# Struggling A/C advice



## ITParalegal (Jun 29, 2007)

Let me give you then rundown of my situation and advice given to me and then tell me what you all think

House has a 12 year old a/c unit. ive only lived in the house a month so I don't know its history.
The unit is a 2 ton Goodman central heat a/c
The house is a single level 1050 sq foot house with a large crawl space, no whirly's or electric vent fans

When I leave in the morning I put the thermostat up to around 78 and when I get home I turn it down to 72. When I go to bed I like it around 69.

But it is struggling I can tell to keep me cool. When I get home its always around 80.  In the evening it keeps around 74-76 degrees and when i go to bed it takes around 3-4 hours to get the temp to 69 degrees.

I had a service guy come out and check the unit. He added 1 pound of freon and said the coils were clean.

He made a big to do over me not having any attic whirlys or electric fans up there
He also said this is as good as it's going to get and that replacing my compressor would do me no good. The only way my house is going to get cooler is by addding attic ventiliation, keeping the thermostat at 72 all day so that the unit doesnt have to work so hard when I get home, and eventually, get a new unit.

But this is my problem:
 I just moved from a 1500 sq foot house that a smaller crawlspace and no whirly's or electric fan either.
It had a much smaller a/c unit, it was a carrier, and the house was 500 sq ft bigger than the only I have now.
This unit had no problem keeping my house as cool as I wanted it and kept up with the temp change from when I got home and turned the a/c down.

And surely the unit did not work this bad for the past 12 years or they would have complained.
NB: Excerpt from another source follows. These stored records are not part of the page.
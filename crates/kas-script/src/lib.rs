/// Kaspa SDK - Addresses and locking scripts.
///
/// Translates bech32 Kaspa addresses to the script public keys that lock
/// outputs to them, and back. Only the two standard templates are handled:
/// pay-to-pubkey (Schnorr x-only key) and pay-to-script-hash.

pub mod address;
pub mod opcodes;
pub mod script;

mod error;
pub use address::{Address, Prefix, Version};
pub use error::ScriptError;
pub use script::{address_to_script_public_key, public_key_to_address, ScriptPublicKey};
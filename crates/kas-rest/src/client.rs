//! Kaspa REST client for UTXO queries and transaction submission.

use std::future::Future;

use kas_primitives::chainhash::{Hash, TransactionId};
use kas_script::Address;
use kas_transaction::rpc::SubmitTransactionRequest;
use kas_transaction::{Transaction, UnspentOutput};
use reqwest::header::{HeaderMap, HeaderValue, ACCEPT};
use reqwest::StatusCode;
use tracing::{debug, warn};

use crate::error::RestError;
use crate::types::{
    ErrorResponse, FeeEstimate, RestConfig, SubmitResponse, SubmitTransactionResponse,
    TransactionRecord, UtxoResponse,
};

/// Async network interface used by the wallet.
pub trait KaspaApi {
    /// Fetch every unspent output locked to `address`. An empty list is valid.
    fn get_utxos_by_address(
        &self,
        address: &Address,
    ) -> impl Future<Output = Result<Vec<UnspentOutput>, RestError>> + Send;

    /// Submit a signed transaction.
    ///
    /// Returns the node-assigned id, or [`RestError::Rejected`] with the
    /// node's reason.
    fn submit_transaction(
        &self,
        tx: &Transaction,
    ) -> impl Future<Output = Result<SubmitResponse, RestError>> + Send;

    /// Look up a transaction by id. `None` when the indexer does not know it.
    fn get_transaction(
        &self,
        id: &TransactionId,
    ) -> impl Future<Output = Result<Option<TransactionRecord>, RestError>> + Send;

    /// Read the node's current fee estimate.
    fn get_fee_estimate(&self) -> impl Future<Output = Result<FeeEstimate, RestError>> + Send;
}

/// HTTP client for the Kaspa REST API.
#[derive(Debug, Clone)]
pub struct KaspaRestClient {
    /// Client configuration.
    config: RestConfig,
    /// Underlying HTTP client.
    client: reqwest::Client,
}

impl KaspaRestClient {
    /// Create a new client with the given configuration.
    ///
    /// # Returns
    /// The client, or an error if the HTTP client cannot be built.
    pub fn new(config: RestConfig) -> Result<Self, RestError> {
        let mut builder = reqwest::Client::builder().default_headers(Self::build_headers());
        if let Some(timeout) = config.timeout {
            builder = builder.timeout(timeout);
        }
        let client = builder.build()?;
        Ok(Self { config, client })
    }

    /// The configuration this client was built with.
    pub fn config(&self) -> &RestConfig {
        &self.config
    }

    fn url(&self, path: &str) -> String {
        format!("{}{}", self.config.base_url.trim_end_matches('/'), path)
    }

    /// Fetch the unspent outputs of an address.
    pub async fn utxos_by_address(&self, address: &Address) -> Result<Vec<UnspentOutput>, RestError> {
        let url = self.url(&format!("/addresses/{}/utxos", address));
        debug!(%address, "fetching utxos");

        let resp = self.client.get(&url).send().await?;
        let body = Self::success_body(resp).await?;
        let raw: Vec<UtxoResponse> = serde_json::from_str(&body)?;

        let utxos = raw
            .into_iter()
            .map(UnspentOutput::try_from)
            .collect::<Result<Vec<_>, _>>()?;
        debug!(%address, count = utxos.len(), "fetched utxos");
        Ok(utxos)
    }

    /// Submit a transaction to `POST /transactions`.
    pub async fn submit(&self, tx: &Transaction) -> Result<SubmitResponse, RestError> {
        let url = self.url("/transactions");
        let mut request = SubmitTransactionRequest::new(tx);
        request.allow_orphan = self.config.allow_orphan;

        let resp = self.client.post(&url).json(&request).send().await?;
        let status = resp.status();
        let body = resp.text().await?;

        if !status.is_success() {
            let reason = serde_json::from_str::<ErrorResponse>(&body)
                .ok()
                .and_then(|e| e.reason())
                .unwrap_or_else(|| format!("HTTP {}: {}", status.as_u16(), body));
            warn!(status = status.as_u16(), %reason, "transaction rejected");
            return Err(RestError::Rejected(reason));
        }

        let parsed: SubmitTransactionResponse = serde_json::from_str(&body)?;
        if let Some(reason) = parsed.error {
            warn!(%reason, "transaction rejected");
            return Err(RestError::Rejected(reason));
        }
        let id = parsed.transaction_id.ok_or_else(|| {
            RestError::InvalidResponse("submission response has neither transactionId nor error".to_string())
        })?;
        let transaction_id = Hash::from_hex(&id)
            .map_err(|e| RestError::InvalidResponse(format!("transactionId: {e}")))?;
        Ok(SubmitResponse { transaction_id })
    }

    /// Query a transaction by id.
    pub async fn transaction(&self, id: &TransactionId) -> Result<Option<TransactionRecord>, RestError> {
        let url = self.url(&format!("/transactions/{}", id));
        let resp = self.client.get(&url).send().await?;
        if resp.status() == StatusCode::NOT_FOUND {
            return Ok(None);
        }
        let body = Self::success_body(resp).await?;
        Ok(Some(serde_json::from_str(&body)?))
    }

    /// Query the fee estimate.
    pub async fn fee_estimate(&self) -> Result<FeeEstimate, RestError> {
        let resp = self.client.get(self.url("/info/fee-estimate")).send().await?;
        let body = Self::success_body(resp).await?;
        Ok(serde_json::from_str(&body)?)
    }

    /// Read the body of a response, turning non-success statuses into errors.
    async fn success_body(resp: reqwest::Response) -> Result<String, RestError> {
        let status = resp.status();
        let body = resp.text().await?;
        if !status.is_success() {
            return Err(RestError::Status { status: status.as_u16(), body });
        }
        Ok(body)
    }

    fn build_headers() -> HeaderMap {
        let mut headers = HeaderMap::new();
        headers.insert(ACCEPT, HeaderValue::from_static("application/json"));
        headers
    }
}

impl KaspaApi for KaspaRestClient {
    async fn get_utxos_by_address(&self, address: &Address) -> Result<Vec<UnspentOutput>, RestError> {
        self.utxos_by_address(address).await
    }

    async fn submit_transaction(&self, tx: &Transaction) -> Result<SubmitResponse, RestError> {
        self.submit(tx).await
    }

    async fn get_transaction(&self, id: &TransactionId) -> Result<Option<TransactionRecord>, RestError> {
        self.transaction(id).await
    }

    async fn get_fee_estimate(&self) -> Result<FeeEstimate, RestError> {
        self.fee_estimate().await
    }
}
So, what should I do? It is under warranty with my home for a year but the company servicing the warranty told me the same thing. Putting  a new compressor will do no good. Only adding vents will help. I just don't buy that this is as good as this unit has ever performed. And if the performance has decreased, what could it be the result of ? Short of draft leaks from windows and doors. The duct work is in good shape too


----------



## CraigFL (Jun 29, 2007)

It sounds like you are indirectly being told that your new place may not have enough insulation(and/or ventilation). If your new place is short on attic venting, the attic space will reach very high temperatures and your heat gain from the attic may cause your A/C unit not to be able to keep up. You could have heat gain from other areas of your new place too like windows and wall insulation.  You may want to do an energy loss/gain study before you decide exactly what to do. You can always go bigger on the A/C to mask the other problems. Attic venting is cheap and easy to do too.


----------



## ITParalegal (Jun 29, 2007)

Where should I look to find a business that can accomplish this?


----------



## glennjanie (Sep 10, 2007)

Hello ITParalegal:

A certified home inspector can preform the test for you and give an objective answer. If that is not available, call the local Carrier or Trane distributor and ask them for the best dealer they have. They know which dealer can do the job for you and not try to hold you up.

I personally have no faith in whirllys (you will usually find them with a garbage bag over them in the winter) and little faith in electric vents (they burn out quickly and no one knows it). I have Vent-A-Ridge on my house and am in the process of adding soffit vents. The heat will make air come in at the soffit and force it out at the ridge (heat rises). The attic needs ventilation in the summer and winter; the insulation (R-19 or higher) holds the heat in or out as needed.

Please post back and let us know how you stand now and how it has worked out.

Glenn


----------